With the ECB expected to hold rates steady through 2026, eurozone investors' FX hedging costs for US assets may decline further. The three-month hedging cost has already dropped from 2.45% in July to 1.85% (annualized), with room for further decreases. Increased hedging activity will pressure the dollar, mirroring April's market behavior.
According to the ECB's latest financial stability report, eurozone investors held $3.8 trillion in US equities, $800 billion in US sovereign debt, and $1.5 trillion in other US debt instruments as of Q2 2025. Given bond investors' typically lower expected returns, this group is likely to drive higher dollar hedging ratios next year.
Studies show euro investors' optimal hedging ratio is approximately 66% (vs. 100%) to balance cost and risk—meaning a $1 million exposure would require paying 1-2.3% annually to hedge FX volatility.
Negative Real Rates Could Crush the Dollar If political pressure for Fed rate cuts intensifies, discussions about US real rates turning negative again will gain traction. The Fed's perceived independence has traditionally bolstered its inflation-fighting credibility; losing it could elevate inflation, forcing real rates higher artificially.
The two-year real swap rate has fallen from 2.5% in 2023 to just 0.75% currently. Any sign of the Fed cutting rates excessively could push real rates negative, sustaining dollar weakness. Historically, post-pandemic real rates at -3% triggered broad dollar selling. Should US real rates return to -1% by 2026, the dollar could drop 5-7% from current levels.
Yield Curve Control (YCC) as a Dollar Drag Research indicates when a country's 10-year yield exceeds nominal GDP growth, government debt tends to deteriorate—forcing central banks to intervene by buying bonds and cutting rates to flatten the curve. Such liquidity injections would devalue the currency internally and externally, pressuring the dollar index.
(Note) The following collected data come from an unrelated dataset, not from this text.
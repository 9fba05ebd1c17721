//! Unit tests for the session crate

#[cfg(test)]
mod store_tests {
    use std::sync::Arc;

    use gateway::testing::{FakeGateway, Operation};
    use platform::secret::ClearTextPassword;

    use crate::{ErrorKind, SessionError, SessionStore};

    fn store() -> (Arc<FakeGateway>, SessionStore<FakeGateway>) {
        let gateway = Arc::new(FakeGateway::new().with_account("ash@example.com", "pikachu"));
        (gateway.clone(), SessionStore::new(gateway))
    }

    fn password(raw: &str) -> ClearTextPassword {
        ClearTextPassword::new(raw)
    }

    #[tokio::test]
    async fn test_login_stores_credential() {
        let (_, mut store) = store();
        assert!(!store.is_authenticated());

        let credential = store
            .login("ash@example.com", password("pikachu"))
            .await
            .unwrap();
        assert_eq!(credential.email(), "ash@example.com");
        assert_eq!(credential.token().expose(), "token-1");
        assert_eq!(store.token().unwrap().expose(), "token-1");
    }

    #[tokio::test]
    async fn test_failed_login_keeps_previous_credential() {
        let (_, mut store) = store();
        store
            .login("ash@example.com", password("pikachu"))
            .await
            .unwrap();

        let err = store
            .login("ash@example.com", password("raichu"))
            .await
            .unwrap_err();
        assert_eq!(err.kind(), ErrorKind::Auth);
        assert_eq!(store.token().unwrap().expose(), "token-1");
    }

    #[tokio::test]
    async fn test_second_login_replaces_credential() {
        let (gateway, mut store) = store();
        store
            .login("ash@example.com", password("pikachu"))
            .await
            .unwrap();
        store
            .login("ash@example.com", password("pikachu"))
            .await
            .unwrap();

        assert_eq!(store.token().unwrap().expose(), "token-2");
        assert_eq!(gateway.calls(Operation::Authenticate), 2);
    }

    #[tokio::test]
    async fn test_register_surfaces_service_message() {
        let (gateway, mut store) = store();

        let output = store
            .register("misty@example.com", password("starmie"))
            .await
            .unwrap();
        assert_eq!(output.message, "Utilisateur créé");
        // Registering does not sign in
        assert!(!store.is_authenticated());

        let err = store
            .register("ash@example.com", password("pikachu"))
            .await
            .unwrap_err();
        assert_eq!(err.kind(), ErrorKind::Validation);
        assert_eq!(err.to_string(), "[Invalid input] Email déjà utilisé");

        store
            .login("misty@example.com", password("starmie"))
            .await
            .unwrap();
        assert_eq!(gateway.calls(Operation::Register), 2);
    }

    #[tokio::test]
    async fn test_logout_and_invalidate() {
        let (_, mut store) = store();
        assert!(!store.logout());

        store
            .login("ash@example.com", password("pikachu"))
            .await
            .unwrap();
        assert!(store.logout());
        assert!(store.credential().is_none());

        store
            .login("ash@example.com", password("pikachu"))
            .await
            .unwrap();
        assert!(store.invalidate("Invalid or expired token"));
        assert!(!store.invalidate("Invalid or expired token"));
    }

    #[tokio::test]
    async fn test_require_token() {
        let (_, mut store) = store();
        assert!(matches!(store.require_token(), Err(SessionError::NotSignedIn)));

        store
            .login("ash@example.com", password("pikachu"))
            .await
            .unwrap();
        assert!(store.require_token().is_ok());
    }
}
//! Command handlers
//!
//! Run one [`Command`] against the session context and print the outcome.
//! Every failure is returned as an [`AppError`] so the loop can report it
//! and carry on.

use std::path::Path;

use acquisition::{
    CandidateDraft, CardImage, CollectionEntry, CollectionStats, ImageSide, Recognition,
    SessionContext,
};
use gateway::RemoteGateway;
use kernel::error::app_error::{AppError, AppResult};
use platform::secret::ClearTextPassword;

use crate::commands::{Command, HELP};

/// What the loop does after a command
#[derive(Debug, PartialEq, Eq)]
pub enum Flow {
    Continue,
    Quit,
}

pub async fn dispatch<G>(context: &mut SessionContext<G>, command: Command) -> AppResult<Flow>
where
    G: RemoteGateway,
{
    match command {
        Command::Register { email, password } => {
            let password = password_or_prompt(password).await?;
            let output = context.register(email, password).await?;
            println!("{}", output.message);
        }
        Command::Login { email, password } => {
            let password = password_or_prompt(password).await?;
            let credential = context.login(email, password).await?;
            println!("Signed in as {} (token {})", credential.email(), credential.preview());
        }
        Command::Logout => {
            if context.logout() {
                println!("Signed out");
            } else {
                println!("Not signed in");
            }
        }
        Command::Front { path } => select(context, ImageSide::Front, &path).await?,
        Command::Back { path } => select(context, ImageSide::Back, &path).await?,
        Command::Submit => {
            let recognition = context.submit().await?;
            print_recognition(recognition);
        }
        Command::Candidates => match context.workflow().recognition() {
            Some(recognition) => print_recognition(recognition),
            None => println!("Nothing submitted yet"),
        },
        Command::Choose { n } => {
            let index = n
                .checked_sub(1)
                .ok_or_else(|| AppError::validation("Candidates are numbered from 1"))?;
            let draft = context.workflow_mut().choose_candidate(index)?;
            print_draft(draft);
        }
        Command::Manual => {
            let draft = context.workflow_mut().enter_manually()?;
            print_draft(draft);
        }
        Command::Set { field, value } => {
            let draft = context.workflow_mut().set_field(&field, &value.join(" "))?;
            print_draft(draft);
        }
        Command::Draft => match context.workflow().draft() {
            Some(draft) => print_draft(draft),
            None => println!("No draft"),
        },
        Command::Confirm => {
            let message = context.confirm().await?;
            println!("{}", message);
        }
        Command::Reset => {
            context.workflow_mut().reset()?;
            println!("Ready for a new card");
        }
        Command::Status => print_status(context),
        Command::Collection {
            set,
            rarity,
            finish,
            min,
            max,
        } => {
            let filter = Command::collection_filter(set, rarity, finish, min, max);
            let entries = context.collection(&filter).await?;
            print_collection(&entries);
        }
        Command::Value => {
            let total = context.collection_value().await?;
            println!("Collection value: {:.2}", total);
        }
        Command::Stats => {
            let stats = context.collection_stats().await?;
            print_stats(&stats);
        }
        Command::Help => println!("{}", HELP),
        Command::Quit => return Ok(Flow::Quit),
    }
    Ok(Flow::Continue)
}

/// Text printed for a failed command
pub fn describe_error(err: &AppError) -> String {
    if err.is_retryable() {
        format!("{}\n  The same command can be retried.", err)
    } else if err.requires_login() && err.action().is_none() {
        format!("{}\n  Log in to continue.", err)
    } else {
        err.to_string()
    }
}

async fn password_or_prompt(password: Option<String>) -> AppResult<ClearTextPassword> {
    if let Some(raw) = password {
        return Ok(ClearTextPassword::new(raw));
    }
    // The prompt blocks on the terminal
    tokio::task::spawn_blocking(|| {
        dialoguer::Password::new()
            .with_prompt("Password")
            .interact()
            .map(ClearTextPassword::new)
            .map_err(|e| AppError::validation(format!("Could not read password: {}", e)))
    })
    .await
    .map_err(|e| AppError::validation(format!("Password prompt failed: {}", e)))?
}

async fn select<G>(context: &mut SessionContext<G>, side: ImageSide, path: &Path) -> AppResult<()>
where
    G: RemoteGateway,
{
    let bytes = tokio::fs::read(path).await?;
    let file_name = path
        .file_name()
        .map(|name| name.to_string_lossy().into_owned())
        .unwrap_or_else(|| path.display().to_string());
    let image = CardImage::new(file_name, bytes)?;

    println!(
        "{} image: {} ({}, {} bytes)",
        side,
        image.file_name(),
        image.content_type(),
        image.len()
    );
    context.workflow_mut().select_image(side, image)?;
    Ok(())
}

fn price(value: Option<f64>) -> String {
    value.map(|v| format!("{:.2}", v)).unwrap_or_else(|| "-".to_string())
}

fn print_recognition(recognition: &Recognition) {
    let summary = &recognition.summary;
    if let Some(name) = &summary.pokemon_name {
        println!(
            "Detected: {} {} [{}]",
            name,
            summary.card_number.as_deref().unwrap_or(""),
            summary.language.as_deref().unwrap_or("?")
        );
    }
    if recognition.is_empty() {
        println!("No candidates found. Use `manual` to enter the card yourself.");
        return;
    }
    for (i, candidate) in recognition.candidates.iter().enumerate() {
        println!(
            "{:>2}. {} - {} #{} {} (avg {}, low {}, trend {})",
            i + 1,
            candidate.name,
            candidate.set_name,
            candidate.number,
            candidate.rarity.as_deref().unwrap_or(""),
            price(candidate.average_sell_price),
            price(candidate.low_price),
            price(candidate.trend_price),
        );
    }
}

fn print_draft(draft: &CandidateDraft) {
    println!("  name:     {}", draft.name);
    println!("  set_name: {}", draft.set_name);
    println!("  number:   {}", draft.number);
    println!("  rarity:   {}", draft.rarity);
    println!("  price:    {:.2}", draft.price);
    println!("  image:    {}", draft.image_url);
    println!("  finish:   {}", draft.finish);
}

fn print_status<G>(context: &SessionContext<G>)
where
    G: RemoteGateway,
{
    match context.credential() {
        Some(credential) => println!(
            "Signed in as {} since {}",
            credential.email(),
            credential.issued_at().format("%H:%M:%S")
        ),
        None => println!("Not signed in"),
    }
    let workflow = context.workflow();
    println!("Workflow: {}", workflow.state());
    if let Some(missing) = workflow.images().missing() {
        println!("Missing image: {}", missing);
    }
    println!("Candidates: {}", workflow.candidates().len());
    if let Some(message) = workflow.last_confirmation() {
        println!("Last confirmation: {}", message);
    }
}

fn print_collection(entries: &[CollectionEntry]) {
    if entries.is_empty() {
        println!("No cards");
        return;
    }
    for entry in entries {
        println!(
            "#{} {} - {} #{} {} {} ({:.2})",
            entry.id, entry.name, entry.set_name, entry.number, entry.rarity, entry.finish, entry.price
        );
    }
}

fn print_stats(stats: &CollectionStats) {
    println!("Cards: {}", stats.count);
    println!(
        "Average {:.2}, min {:.2}, max {:.2}",
        stats.avg_price, stats.min_price, stats.max_price
    );
    if let Some(card) = &stats.most_expensive {
        println!("Most expensive: {} ({}) {:.2}", card.name, card.set_name, card.price);
    }
    for (i, card) in stats.top.iter().enumerate() {
        println!("{:>2}. {} ({}, {}) {:.2}", i + 1, card.name, card.set_name, card.finish, card.price);
    }
}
Bold Prediction: QE Could Reshape Dollar Trends Should the US Treasury and Fed agree on YCC implementation, renewed quantitative easing would heavily suppress the dollar. While printing money to control long-term yields might stimulate the economy, it would undermine dollar credibility and revive the post-financial-crisis "risk-on, dollar-weak" regime.
In a no-crisis scenario, the ECB and BOJ's balance sheets may appear more stable than the Fed's, potentially driving significant EUR/USD and JPY/USD outperformance. This framework could help the US government achieve dual goals: stabilizing financing costs and engineering dollar weakness.
Technical Analysis: The dollar index has broken below key levels at 98.36 and 99.194 (0.768 retracement from January's 110.17 peak). It now faces three critical resistance levels (including 99.07's 50% retracement) with only 98.87 as support, suggesting continued bottom-seeking consolidation before any rebound pattern emerges.
As of 17:00 Beijing time, the dollar index traded at 98.95.